E così lettere su lettere agli amici di Antonio, ai potenti per poter avere qualche aiuto… dopo aver dato tanto (!!!)… Si impegna anche per poter far fare dei concerti a Yosikho che sia a Forlì che a Ravenna si realizzano. Il più importante è quello tenuto a Roma nella sala di S.Cecilia il 16 marzo 1934. Cichita, di concerti ne aveva già tenuto in anni passati e aveva anche studiato per prepararsi ad interpretare le canzoni di “Pratella” scritte da Antonio. La cantante rivelava un’arte avvincente e personalissima e gli ascoltatori erano subito soggiogati per la finezza aristocratica e la profondità di sentimento dell’artista giapponese (Il Corriere Padano).
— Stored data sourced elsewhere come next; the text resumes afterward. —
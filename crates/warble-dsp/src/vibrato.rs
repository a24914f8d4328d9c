//! The vibrato wet path: a per-channel delay line whose read position is
//! driven by the modulation signal.
//!
//! Per sample: write the input, compute
//! `delay = base + (base - min) * depth * mod`, read at the fractional
//! position behind the write head, advance. The requested delay is clamped
//! inside the delay line, so a pathological control trajectory can never
//! read unwritten memory.

use crate::delay::{FractionalDelayLine, KERNEL_HALF_WIDTH};

#[derive(Debug, Clone, Copy, PartialEq, Eq)]
enum State {
    Uninitialized,
    Prepared,
}

pub struct VibratoProcessor {
    lines: Vec<FractionalDelayLine>,
    max_base_delay: f32,
    state: State,
}

impl VibratoProcessor {
    pub fn new() -> Self {
        Self {
            lines: Vec::new(),
            max_base_delay: 0.0,
            state: State::Uninitialized,
        }
    }

    /// Sizes one delay line per channel for the current processing rate.
    ///
    /// `max_base_delay` is the largest center delay (in samples at the
    /// processing rate) the control plane can request; full-depth modulation
    /// swings the read head between roughly zero and twice that, which fixes
    /// the capacity. May allocate; not called from the audio path.
    pub fn prepare(&mut self, channels: usize, max_base_delay: f32) {
        let capacity = (2.0 * max_base_delay).ceil() as usize + 2 * KERNEL_HALF_WIDTH;
        self.lines = (0..channels).map(|_| FractionalDelayLine::new(capacity)).collect();
        self.max_base_delay = max_base_delay;
        self.state = State::Prepared;
    }

    pub fn reset(&mut self) {
        for line in self.lines.iter_mut() {
            line.clear();
        }
    }

    pub fn is_prepared(&self) -> bool {
        self.state == State::Prepared
    }

    pub fn channels(&self) -> usize {
        self.lines.len()
    }

    /// Process one channel in place.
    ///
    /// `mods` is the routed modulation signal in -1..1, `depth` and `base`
    /// are per-sample smoothed control buffers (depth in 0..1, base in
    /// samples at the processing rate). All buffers hold `samples.len()`
    /// values.
    pub fn process_channel(&mut self, ch: usize, samples: &mut [f32], mods: &[f32], depth: &[f32], base: &[f32]) {
        let Some(line) = self.lines.get_mut(ch) else {
            return;
        };

        let min_delay = KERNEL_HALF_WIDTH as f32;
        for i in 0..samples.len() {
            let center = base[i];
            let span = (center - min_delay).max(0.0);
            let delay = center + span * depth[i] * mods[i];
            samples[i] = line.read_write(samples[i], delay);
        }
    }
}

impl Default for VibratoProcessor {
    fn default() -> Self {
        Self::new()
    }
}
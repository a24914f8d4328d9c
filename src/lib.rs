//! # Warble - Real-time Vibrato Engine
//!
//! A continuously modulated vibrato: the input is read back through a
//! per-channel fractional delay line whose delay is driven by a pair of
//! modulation sources, with anti-aliasing oversampling around the modulated
//! read, optional mid/side stereo processing and a latency-aligned dry/wet
//! blend.
//!
//! ## Architecture
//!
//! - **warble-core** - runtime kernel: lock-free parameter targets, one-pole
//!   smoothing, patch state, visualization snapshot slot
//! - **warble-dsp** - DSP blocks: modulators and routing, fractional delay,
//!   oversampler, mid/side encoder, dry/wet processor
//! - **warble** (this crate) - [`WarbleEngine`], the host-facing facade
//!
//! ## Quick start
//!
//! ```
//! use warble::{ParamId, WarbleEngine};
//!
//! let mut engine = WarbleEngine::builder().oversampling(2).build().unwrap();
//! engine.prepare(48000.0, 512, 2).unwrap();
//!
//! // control thread: write targets, consumed at the next block boundary
//! let params = engine.params();
//! params.set(ParamId::Depth, 0.5);
//! params.set(ParamId::Rate0, 5.0);
//!
//! // audio thread: one call per block, allocation-free
//! let mut left = vec![0.0f32; 512];
//! let mut right = vec![0.0f32; 512];
//! let mut buffers: [&mut [f32]; 2] = [&mut left, &mut right];
//! engine.process(&mut buffers);
//! ```
//!
//! ## Threading
//!
//! [`WarbleEngine::process`] runs on the real-time audio thread and never
//! allocates, blocks or panics. [`ParamHandle`] is the control-thread
//! surface: scalar targets are atomic stores, whole patches are published
//! through a swap slot and applied coherently at the next block start.
//! `prepare` may allocate and must not race `process` (host guarantee).

/// Re-export of warble-core for direct access.
pub use warble_core as core;

/// Re-export of warble-dsp for direct access.
pub use warble_dsp as dsp;

pub use warble_core::{
    Error, ParamId, ParameterRange, ParameterScale, PatchState, Result, SmoothedValue,
    VizSnapshot, VizState,
};

pub use warble_dsp::{ModShape, StereoMode, NUM_MODULATORS};

mod engine;
pub use engine::{ParamHandle, WarbleEngine};

mod builder;
pub use builder::WarbleEngineBuilder;
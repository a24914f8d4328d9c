//! Builder for configuring and constructing a [`WarbleEngine`].

use crate::{Error, Result, WarbleEngine};
use warble_core::PatchState;

/// Construction-time configuration.
///
/// The oversampling factor is structural (it sizes filters and scratch
/// buffers), so it lives here rather than in the parameter surface; it can
/// still be changed later through
/// [`WarbleEngine::set_oversampling_factor`], which re-prepares.
///
/// # Example
///
/// ```
/// use warble::WarbleEngine;
///
/// let mut engine = WarbleEngine::builder()
///     .oversampling(2)
///     .build()
///     .unwrap();
/// engine.prepare(48000.0, 256, 2).unwrap();
/// ```
pub struct WarbleEngineBuilder {
    oversampling: usize,
    initial_patch: Option<PatchState>,
}

impl WarbleEngineBuilder {
    pub fn new() -> Self {
        Self {
            oversampling: 2,
            initial_patch: None,
        }
    }

    /// Oversampling factor: 1 (bypass), 2 or 4.
    pub fn oversampling(mut self, factor: usize) -> Self {
        self.oversampling = factor;
        self
    }

    /// Parameter values the engine starts from instead of the defaults.
    pub fn initial_patch(mut self, patch: PatchState) -> Self {
        self.initial_patch = Some(patch);
        self
    }

    pub fn build(self) -> Result<WarbleEngine> {
        if !matches!(self.oversampling, 1 | 2 | 4) {
            return Err(Error::InvalidOversamplingFactor(self.oversampling));
        }
        let engine = WarbleEngine::with_factor(self.oversampling);
        if let Some(patch) = self.initial_patch {
            engine.params().load_patch(patch);
        }
        Ok(engine)
    }
}

impl Default for WarbleEngineBuilder {
    fn default() -> Self {
        Self::new()
    }
}

#[cfg(test)]
mod tests {
    use super::*;
    use warble_core::ParamId;

    #[test]
    fn test_default_builds() {
        let engine = WarbleEngineBuilder::new().build().unwrap();
        assert_eq!(engine.oversampling_factor(), 2);
    }

    #[test]
    fn test_invalid_factor_rejected() {
        assert!(WarbleEngineBuilder::new().oversampling(3).build().is_err());
    }

    #[test]
    fn test_initial_patch_is_applied_at_first_block() {
        let mut patch = PatchState::default();
        patch.set(ParamId::Depth, 0.9);

        let mut engine = WarbleEngineBuilder::new()
            .oversampling(1)
            .initial_patch(patch)
            .build()
            .unwrap();
        engine.prepare(48000.0, 64, 1).unwrap();

        let mut buf = vec![0.0f32; 64];
        let mut buffers: [&mut [f32]; 1] = [&mut buf];
        engine.process(&mut buffers);

        assert_eq!(engine.params().get(ParamId::Depth), 0.9);
    }
}
//! Visualization snapshot slot.
//!
//! The audio thread publishes a copy of display-relevant values once per
//! block; the UI reads the latest published snapshot on its own cadence.
//! Torn reads are tolerable there (display only) and nothing read here may
//! feed back into the control path.

use crate::lockfree::AtomicFloat;

/// Lock-free slot the audio thread writes visualization values into.
pub struct VizState {
    mod_left: AtomicFloat,
    mod_right: AtomicFloat,
    delay_ms: AtomicFloat,
}

impl VizState {
    pub fn new() -> Self {
        Self {
            mod_left: AtomicFloat::new(0.0),
            mod_right: AtomicFloat::new(0.0),
            delay_ms: AtomicFloat::new(0.0),
        }
    }

    /// Audio thread, once per block.
    #[inline]
    pub fn publish(&self, mod_left: f32, mod_right: f32, delay_ms: f32) {
        self.mod_left.set(mod_left);
        self.mod_right.set(mod_right);
        self.delay_ms.set(delay_ms);
    }

    /// Control/UI thread, any cadence.
    #[inline]
    pub fn read(&self) -> VizSnapshot {
        VizSnapshot {
            mod_left: self.mod_left.get(),
            mod_right: self.mod_right.get(),
            delay_ms: self.delay_ms.get(),
        }
    }
}

impl Default for VizState {
    fn default() -> Self {
        Self::new()
    }
}

/// Plain copy of the latest published values.
#[derive(Debug, Clone, Copy, Default)]
pub struct VizSnapshot {
    /// Latest left-channel modulation value, -1..1.
    pub mod_left: f32,
    /// Latest right-channel modulation value, -1..1.
    pub mod_right: f32,
    /// Instantaneous vibrato delay of the left channel in milliseconds.
    pub delay_ms: f32,
}

#[cfg(test)]
mod tests {
    use super::*;

    #[test]
    fn test_publish_read() {
        let viz = VizState::new();
        viz.publish(0.5, -0.5, 3.2);
        let snap = viz.read();
        assert_eq!(snap.mod_left, 0.5);
        assert_eq!(snap.mod_right, -0.5);
        assert_eq!(snap.delay_ms, 3.2);
    }
}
Costatato che alla Sisa lei, Yoshiko Cichita, non trovava più alcun motivo per viverci, decide di tornare al suo paese d’origine dove nel frattempo è già andata diverse volte. Così dopo sei anni parte definitivamente per il Giappone senza più fare ritorno, ma soprattutto senza nulla chiedere o pretendere. Qui continua la sua attività di soprano sia in teatro che alla radio. Ad esempio interpreta il 26 gennaio 1947 Antichi menestrelli di Gilyak Tribes, poi anche Tre Ninne Nanne che è presentato in una trasmissione radiofonica nell’ottobre 1949, la cantante è sempre lei Yoshiko Beltramelli. E poi chissà quant’altro…che io non ho trovato.
Scompare nel 1973. Sono contento che questo personaggio, chiaramente di secondo piano rispetto a “lui”, io possa averlo riportato alla luce e alla conoscenza di tanti.